(Beginning of EXTRACTED MATERIAL)

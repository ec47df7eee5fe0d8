//! Deterministic content-addressed identifiers.
//!
//! Every persisted id is a hex-encoded SHA-256 over a fixed serialization of
//! its inputs. The exact byte layout is part of the on-disk contract: two
//! implementations hashing the same inputs must produce identical ids, so no
//! whitespace normalization or locale-dependent formatting is applied.
//! Separators are literal `|` bytes; absent fields serialize as `""`.

use sha2::Digest;
use sha2::Sha256;

use crate::types::SpanKind;

/// SHA-256 of raw bytes, hex-encoded.
pub fn sha256_hex(bytes: &[u8]) -> String {
    let hash = Sha256::digest(bytes);
    format!("{hash:x}")
}

/// Content hash of a file: `sha256(raw_bytes)`.
pub fn file_content_hash(raw: &[u8]) -> String {
    sha256_hex(raw)
}

/// Stable span id.
///
/// `sha256(repo|path|byte_start|byte_end|kind|name|signature|sha256(doc)|sha256(parents_joined))`
/// where `parents_joined` is the enclosing span names joined by `|`.
#[allow(clippy::too_many_arguments)]
pub fn span_id(
    repo: &str,
    path: &str,
    byte_start: u64,
    byte_end: u64,
    kind: SpanKind,
    name: Option<&str>,
    signature: Option<&str>,
    doc: Option<&str>,
    parents: &[String],
) -> String {
    let doc_hash = sha256_hex(doc.unwrap_or("").as_bytes());
    let parents_hash = sha256_hex(parents.join("|").as_bytes());
    let payload = format!(
        "{repo}|{path}|{byte_start}|{byte_end}|{kind}|{name}|{signature}|{doc_hash}|{parents_hash}",
        kind = kind.label(),
        name = name.unwrap_or(""),
        signature = signature.unwrap_or(""),
    );
    sha256_hex(payload.as_bytes())
}

/// Chunk id: `sha256(span_id|sha256(content))`.
pub fn chunk_id(span_id: &str, content: &str) -> String {
    let content_hash = sha256_hex(content.as_bytes());
    sha256_hex(format!("{span_id}|{content_hash}").as_bytes())
}

/// Rerank cache key: `sha256(provider|model|query|ids_sorted_ascending.join("|"))`.
///
/// Candidate ids are sorted so that two calls over the same candidate set
/// collide regardless of input order.
pub fn rerank_cache_key(provider: &str, model: &str, query: &str, candidate_ids: &[String]) -> String {
    let mut sorted: Vec<&str> = candidate_ids.iter().map(String::as_str).collect();
    sorted.sort_unstable();
    let payload = format!("{provider}|{model}|{query}|{}", sorted.join("|"));
    sha256_hex(payload.as_bytes())
}

/// Memory id: `sha256(scope|repo|branch|kind|key|sha256(value))`.
///
/// Identical notes in the same scope collapse to one row.
pub fn memory_id(
    scope: &str,
    repo: Option<&str>,
    branch: Option<&str>,
    kind: &str,
    key: Option<&str>,
    value: &str,
) -> String {
    let value_hash = sha256_hex(value.as_bytes());
    let payload = format!(
        "{scope}|{repo}|{branch}|{kind}|{key}|{value_hash}",
        repo = repo.unwrap_or(""),
        branch = branch.unwrap_or(""),
        key = key.unwrap_or(""),
    );
    sha256_hex(payload.as_bytes())
}

/// Bundle signature over the inputs that shaped a bundle.
///
/// Invalidates the bundle cache when candidates, their ranges, the derived
/// policy, the packing profile, or the tokenizer change.
pub fn bundle_signature(
    candidate_ids: &[String],
    ranges: &[(u64, u64)],
    policy_fingerprint: &str,
    profile_fingerprint: &str,
    tokenizer_name: &str,
) -> String {
    let ids = candidate_ids.join("|");
    let ranges: Vec<String> = ranges.iter().map(|(s, e)| format!("{s}-{e}")).collect();
    let payload = format!(
        "{ids}|{ranges}|{policy_fingerprint}|{profile_fingerprint}|{tokenizer_name}",
        ranges = ranges.join("|"),
    );
    sha256_hex(payload.as_bytes())
}

#[cfg(test)]
mod tests {
    use super::*;

    #[test]
    fn test_sha256_hex_known_vector() {
        // sha256("") — the canonical empty digest
        assert_eq!(
            sha256_hex(b""),
            "e3b0c44298fc1c149afbf4c8996fb92427ae41e4649b934ca495991b7852b855"
        );
    }

    #[test]
    fn test_span_id_is_pure() {
        let parents = vec!["UserService".to_string()];
        let a = span_id(
            "repo",
            "src/auth.rs",
            10,
            200,
            SpanKind::Function,
            Some("login"),
            Some("fn login(&self) -> Result<()>"),
            Some("Authenticates the user."),
            &parents,
        );
        let b = span_id(
            "repo",
            "src/auth.rs",
            10,
            200,
            SpanKind::Function,
            Some("login"),
            Some("fn login(&self) -> Result<()>"),
            Some("Authenticates the user."),
            &parents,
        );
        assert_eq!(a, b);
        assert_eq!(a.len(), 64);
    }

    #[test]
    fn test_span_id_sensitive_to_every_field() {
        let base = span_id("r", "p", 0, 10, SpanKind::Function, None, None, None, &[]);
        assert_ne!(
            base,
            span_id("r", "p", 0, 11, SpanKind::Function, None, None, None, &[])
        );
        assert_ne!(
            base,
            span_id("r", "p", 0, 10, SpanKind::Method, None, None, None, &[])
        );
        assert_ne!(
            base,
            span_id("r", "p", 0, 10, SpanKind::Function, Some("f"), None, None, &[])
        );
        assert_ne!(
            base,
            span_id(
                "r",
                "p",
                0,
                10,
                SpanKind::Function,
                None,
                None,
                Some("doc"),
                &[]
            )
        );
    }

    #[test]
    fn test_chunk_id_is_pure() {
        let sid = span_id("r", "p", 0, 10, SpanKind::Block, None, None, None, &[]);
        assert_eq!(chunk_id(&sid, "fn x() {}"), chunk_id(&sid, "fn x() {}"));
        assert_ne!(chunk_id(&sid, "fn x() {}"), chunk_id(&sid, "fn y() {}"));
    }

    #[test]
    fn test_rerank_cache_key_order_independent() {
        let a = rerank_cache_key(
            "api",
            "m",
            "q",
            &["b".to_string(), "a".to_string(), "c".to_string()],
        );
        let b = rerank_cache_key(
            "api",
            "m",
            "q",
            &["c".to_string(), "b".to_string(), "a".to_string()],
        );
        assert_eq!(a, b);
    }

    #[test]
    fn test_rerank_cache_key_sensitive_to_inputs() {
        let ids = vec!["a".to_string()];
        let base = rerank_cache_key("api", "m", "q", &ids);
        assert_ne!(base, rerank_cache_key("rrf", "m", "q", &ids));
        assert_ne!(base, rerank_cache_key("api", "m2", "q", &ids));
        assert_ne!(base, rerank_cache_key("api", "m", "q2", &ids));
    }

    #[test]
    fn test_bundle_signature_changes_with_policy() {
        let ids = vec!["a".to_string()];
        let ranges = vec![(0u64, 10u64)];
        let a = bundle_signature(&ids, &ranges, "p1", "prof", "cl100k");
        let b = bundle_signature(&ids, &ranges, "p2", "prof", "cl100k");
        assert_ne!(a, b);
    }
}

(End of EXTRACTED MATERIAL)

**TASK OBJECTIVE**. Tally the lines of the records holding the word "over", then state only the tally.

**ANSWER BOX**. 3